Information given
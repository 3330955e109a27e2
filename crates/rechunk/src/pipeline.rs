//! # Stage Pipeline Driver
//!
//! Runs the eight stages over a scratch grid, strictly one after another.
//!
//! ```text
//! Idle -> Running(structure_starts) -> ... -> Running(features) -> Completed
//!                 |                                  |
//!                 +------- error or timeout ---------+--> Aborted(stage)
//! ```
//!
//! Each wait is bounded by the stage timeout. On the first failure or
//! timeout the driver stops: no further stage starts and the grid, still
//! owned by the abandoned stage future, is dropped with it.

use std::sync::Arc;
use std::time::{Duration, Instant};

use rechunk_core::ScratchGrid;
use rechunk_procedural::{default_stages, GenerationServices, GenerationStage, StageKind};

use crate::error::{RegenError, RegenResult};

/// Where a pipeline run is.
#[derive(Clone, Copy, Debug, Default, PartialEq, Eq)]
pub enum PipelineState {
    /// No stage started yet.
    #[default]
    Idle,
    /// Waiting on this stage.
    Running(StageKind),
    /// Every stage finished and every tile is complete.
    Completed,
    /// Stopped at this stage; nothing after it ran.
    Aborted(StageKind),
}

impl PipelineState {
    /// True once the run can make no further progress.
    #[must_use]
    pub const fn is_terminal(self) -> bool {
        matches!(self, Self::Completed | Self::Aborted(_))
    }
}

/// The eight stages, checked to be in pipeline order.
#[derive(Clone)]
pub struct StageSet {
    stages: Vec<Arc<dyn GenerationStage>>,
}

impl StageSet {
    /// Validates a stage list.
    ///
    /// # Errors
    ///
    /// Returns `RegenError::InvalidStageSet` unless the list holds exactly
    /// one stage of every kind, in `StageKind::ORDER`.
    pub fn new(stages: Vec<Arc<dyn GenerationStage>>) -> RegenResult<Self> {
        if stages.len() != StageKind::COUNT {
            return Err(RegenError::InvalidStageSet(format!(
                "expected {} stages, got {}",
                StageKind::COUNT,
                stages.len()
            )));
        }
        for (stage, expected) in stages.iter().zip(StageKind::ORDER) {
            if stage.kind() != expected {
                return Err(RegenError::InvalidStageSet(format!(
                    "expected {expected} at position {}, got {}",
                    expected.index(),
                    stage.kind()
                )));
            }
        }
        Ok(Self { stages })
    }

    /// Stages in order.
    pub fn iter(&self) -> impl Iterator<Item = &Arc<dyn GenerationStage>> {
        self.stages.iter()
    }

    /// Replaces the stage of the same kind.
    #[must_use]
    pub fn with_stage(mut self, stage: Arc<dyn GenerationStage>) -> Self {
        let index = stage.kind().index();
        self.stages[index] = stage;
        self
    }
}

impl Default for StageSet {
    fn default() -> Self {
        Self {
            stages: default_stages(),
        }
    }
}

impl std::fmt::Debug for StageSet {
    fn fmt(&self, f: &mut std::fmt::Formatter<'_>) -> std::fmt::Result {
        f.debug_list()
            .entries(self.stages.iter().map(|stage| stage.kind()))
            .finish()
    }
}

/// Drives one pipeline run.
#[derive(Debug)]
pub struct PipelineDriver<'a> {
    stages: &'a StageSet,
    stage_timeout: Duration,
    state: PipelineState,
    completed: Vec<StageKind>,
}

impl<'a> PipelineDriver<'a> {
    /// Creates an idle driver.
    #[must_use]
    pub fn new(stages: &'a StageSet, stage_timeout: Duration) -> Self {
        Self {
            stages,
            stage_timeout,
            state: PipelineState::Idle,
            completed: Vec::with_capacity(StageKind::COUNT),
        }
    }

    /// Current state.
    #[must_use]
    pub const fn state(&self) -> PipelineState {
        self.state
    }

    /// Stages that finished, in the order they finished.
    #[must_use]
    pub fn completed_stages(&self) -> &[StageKind] {
        &self.completed
    }

    /// Runs every stage over `grid` and returns the completed grid.
    ///
    /// # Errors
    ///
    /// Returns `RegenError::StageFailed` or `RegenError::StageTimedOut` for
    /// the first stage that did not finish; the grid is dropped.
    pub async fn run(
        &mut self,
        mut grid: ScratchGrid,
        services: Arc<GenerationServices>,
    ) -> RegenResult<ScratchGrid> {
        let center = grid.center_coord();
        let stages = self.stages;

        for stage in stages.iter() {
            let kind = stage.kind();
            self.state = PipelineState::Running(kind);
            let started = Instant::now();

            let pending = stage.run(grid, Arc::clone(&services));
            grid = match tokio::time::timeout(self.stage_timeout, pending).await {
                Ok(Ok(next)) => next,
                Ok(Err(source)) => {
                    self.state = PipelineState::Aborted(kind);
                    tracing::warn!(
                        tile = %center,
                        stage = %kind,
                        error = %source,
                        "Stage failed"
                    );
                    return Err(RegenError::StageFailed {
                        stage: kind,
                        source,
                    });
                }
                Err(_) => {
                    self.state = PipelineState::Aborted(kind);
                    tracing::warn!(
                        tile = %center,
                        stage = %kind,
                        timeout_ms = self.stage_timeout.as_millis() as u64,
                        "Stage timed out"
                    );
                    return Err(RegenError::StageTimedOut {
                        stage: kind,
                        timeout: self.stage_timeout,
                    });
                }
            };

            self.completed.push(kind);
            tracing::debug!(
                tile = %center,
                stage = %kind,
                elapsed_ms = started.elapsed().as_millis() as u64,
                "Stage finished"
            );
        }

        grid.mark_complete();
        self.state = PipelineState::Completed;
        Ok(grid)
    }
}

How to complete this task
Search the material above for the string "const". Show every line that holds it.

Task answer
    pub const fn is_terminal(self) -> bool {
    pub const fn state(&self) -> PipelineState {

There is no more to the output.